Sua paisagem tem um quê de misticismo. Em meio a um escampado nu em pleno crepúsculo do amanhecer, a grama segue úmida em virtude do sereno e o céu começa a criar um degrade de cores roxeadas que comunicam a chegada do Sol. Nesse ínterim, a neblina densa, que faz escapar a noção de profundidade do ambiente, começa a fazer um movimento de evaporação que, a olho nu, parece estar sendo sugada por uma espécie de corpo celeste. Aquém da cenografia sensitiva proporcionada pela introdução, a canção possui um início sonoro gradativo. Sintético, adocicado e com traços ásperos, conforme vai alcançando mais presença, o despertar melódico consegue, curiosamente, criar uma atmosfera transcendental. Entorpecente em sua essência graças ao hipnotismo imposto pelo sintetizador de Enzo Mastrangelo, a obra começa a recobrar a lucidez assim que Thiago Brandão entra em cena com uma bateria de postura amaciada, mas igualmente embriagante. O interessante é notar que, quanto mais a canção se desenvolve, mais astral, esotérica e até mesmo psicodélica ela se torna, graças à experimentação de texturas azedas, doces, aveludadas e alucinógenas que fornece a partir de sua conjuntura rítmico-melódica. Ainda assim, a faixa-título consegue, por meio da agudez da guitarra, incitar certo grau de enigmatismo que intriga o ouvinte o deixa com ligeiros sensos de uma insegurança enganosamente reconfortante.

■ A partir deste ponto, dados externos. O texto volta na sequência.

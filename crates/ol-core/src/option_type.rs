//! Option type (call or put).

use crate::Real;
use std::fmt;

/// Option type (call or put).
///
/// Determines the sign conventions of every closed-form and lattice payoff.
#[derive(Debug, Clone, Copy, PartialEq, Eq, Hash, Default)]
#[cfg_attr(feature = "serde", derive(serde::Serialize, serde::Deserialize))]
pub enum OptionType {
    /// A call option (right to buy).
    #[default]
    Call,
    /// A put option (right to sell).
    Put,
}

impl OptionType {
    /// +1 for Call, −1 for Put.
    pub fn sign(self) -> Real {
        match self {
            OptionType::Call => 1.0,
            OptionType::Put => -1.0,
        }
    }

    /// Vanilla payoff `max(φ(S − K), 0)`.
    pub fn intrinsic(self, spot: Real, strike: Real) -> Real {
        (self.sign() * (spot - strike)).max(0.0)
    }
}

impl fmt::Display for OptionType {
    fn fmt(&self, f: &mut fmt::Formatter<'_>) -> fmt::Result {
        match self {
            OptionType::Call => write!(f, "Call"),
            OptionType::Put => write!(f, "Put"),
        }
    }
}
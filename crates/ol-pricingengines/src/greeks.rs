//! Analytic Black-Scholes sensitivities.
//!
//! Only the call-side formulas are implemented: the result is the Greeks of
//! a European **call** regardless of how the caller intends to use it. Put
//! Greeks differ in Delta, Theta and Rho (by put-call parity) and are not
//! derived here.

use crate::black_scholes::D1D2;
use ol_core::{MarketInputs, PricingDefaults, Rate, Real, Result, Time, Volatility};
use ol_math::distributions::{normal_cdf, normal_pdf};

/// Vega and Rho are reported per 1 % move of volatility / rate.
const PERCENT: Real = 100.0;

/// First- and second-order sensitivities of a European call.
#[derive(Debug, Clone, Copy, PartialEq)]
pub struct Greeks {
    /// ∂V/∂S.
    pub delta: Real,
    /// ∂²V/∂S².
    pub gamma: Real,
    /// ∂V/∂σ per 1 % volatility move.
    pub vega: Real,
    /// ∂V/∂t per calendar day.
    pub theta: Real,
    /// ∂V/∂r per 1 % rate move.
    pub rho: Real,
}

/// Call-side Greeks with an explicit day-count convention for Theta.
pub fn call_greeks(market: &MarketInputs, defaults: &PricingDefaults) -> Result<Greeks> {
    defaults.validate()?;
    let D1D2 { d1, d2 } = D1D2::new(market)?;

    let MarketInputs {
        spot: s,
        strike: k,
        maturity: t,
        rate: r,
        volatility: sigma,
    } = *market;
    let sqrt_t = t.sqrt();
    let df = market.discount();
    let pdf_d1 = normal_pdf(d1);
    let cdf_d2 = normal_cdf(d2);

    let theta_per_year = -(s * pdf_d1 * sigma) / (2.0 * sqrt_t) - r * k * df * cdf_d2;

    Ok(Greeks {
        delta: normal_cdf(d1),
        gamma: pdf_d1 / (s * sigma * sqrt_t),
        vega: s * pdf_d1 * sqrt_t / PERCENT,
        theta: theta_per_year / defaults.days_per_year,
        rho: k * t * df * cdf_d2 / PERCENT,
    })
}

/// Call-side Greeks from the five market scalars (Theta per 1/365 year).
///
/// # Example
/// ```
/// use ol_pricingengines::greeks;
///
/// let g = greeks(100.0, 100.0, 1.0, 0.05, 0.2).unwrap();
/// assert!((g.delta - 0.6368).abs() < 1e-4);
/// assert!((g.theta + 0.0176).abs() < 1e-4);
/// ```
pub fn greeks(
    spot: Real,
    strike: Real,
    maturity: Time,
    rate: Rate,
    volatility: Volatility,
) -> Result<Greeks> {
    let market = MarketInputs::new(spot, strike, maturity, rate, volatility)?;
    call_greeks(&market, &PricingDefaults::default())
}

Se a canção anterior era agraciada por traços de esoterismo, o novo ambiente tem esse detalhe como norteador de sua estética sonora. Fresca, macia e apaziguante, a atmosfera oferecida já na introdução sugere um senso de relaxamento tão profundo que chega a ser amorfinante. Conseguindo ser delicada, enquanto promove uma ambiência esperançosa e reenergizante, a canção tem, na união entre a agudez da guitarra e a combinação do ressoar dos pratos da bateria, o máximo de exortação de simplicidade e sensorialidade. Soando tal como se o ouvinte estivesse entrando em um cenário maravilhoso em sua conotação fantástica, a obra é quase como a sonorização do significado da palavra utopia. Afinal, por entre seus aromas florais, cenários imagéticos transcendentais e texturas aveludadas, Pulsar oferece um grau de êxtase que excede os limites do som e chega a ser, de fato, sentido pelo ouvinte, que se deixa levar pela brisa confortavelmente morna e alucinógena oferecida por ele.


Ele pode ser um EP curto, até porque, é composto por apenas duas composições. E o que o torna ainda mais intrigante é que essas duas canções são instrumentais, representando mais um desafio para Enzo Mastrangelo. Afinal, é difícil criar um elo forte com o ouvinte, mesmo quando existem linhas líricas. Porém, quando o som é bem trabalhado e a equipe técnica está em sintonia com a proposta do material, esse caminho fica mais fácil, o que acabou acontecendo com Ritual.


Por meio de uma sonoridade branda, o músico fez com que o EP caminhasse livremente por entre texturas macias, doces, frescas e ácidas, além de oferecer ao ouvinte ambiências transcendentais e astrais. Com a capacidade de ter requintes de psicodelia por meio de seus súbitos alucinógenos, o material não passa a ser agressivo ou mesmo impositivo nessa proposta sensorial. Ele apenas mostra que existe essa atmosfera e dá ao ouvinte a liberdade de por ela se aventurar da forma como achar que deve.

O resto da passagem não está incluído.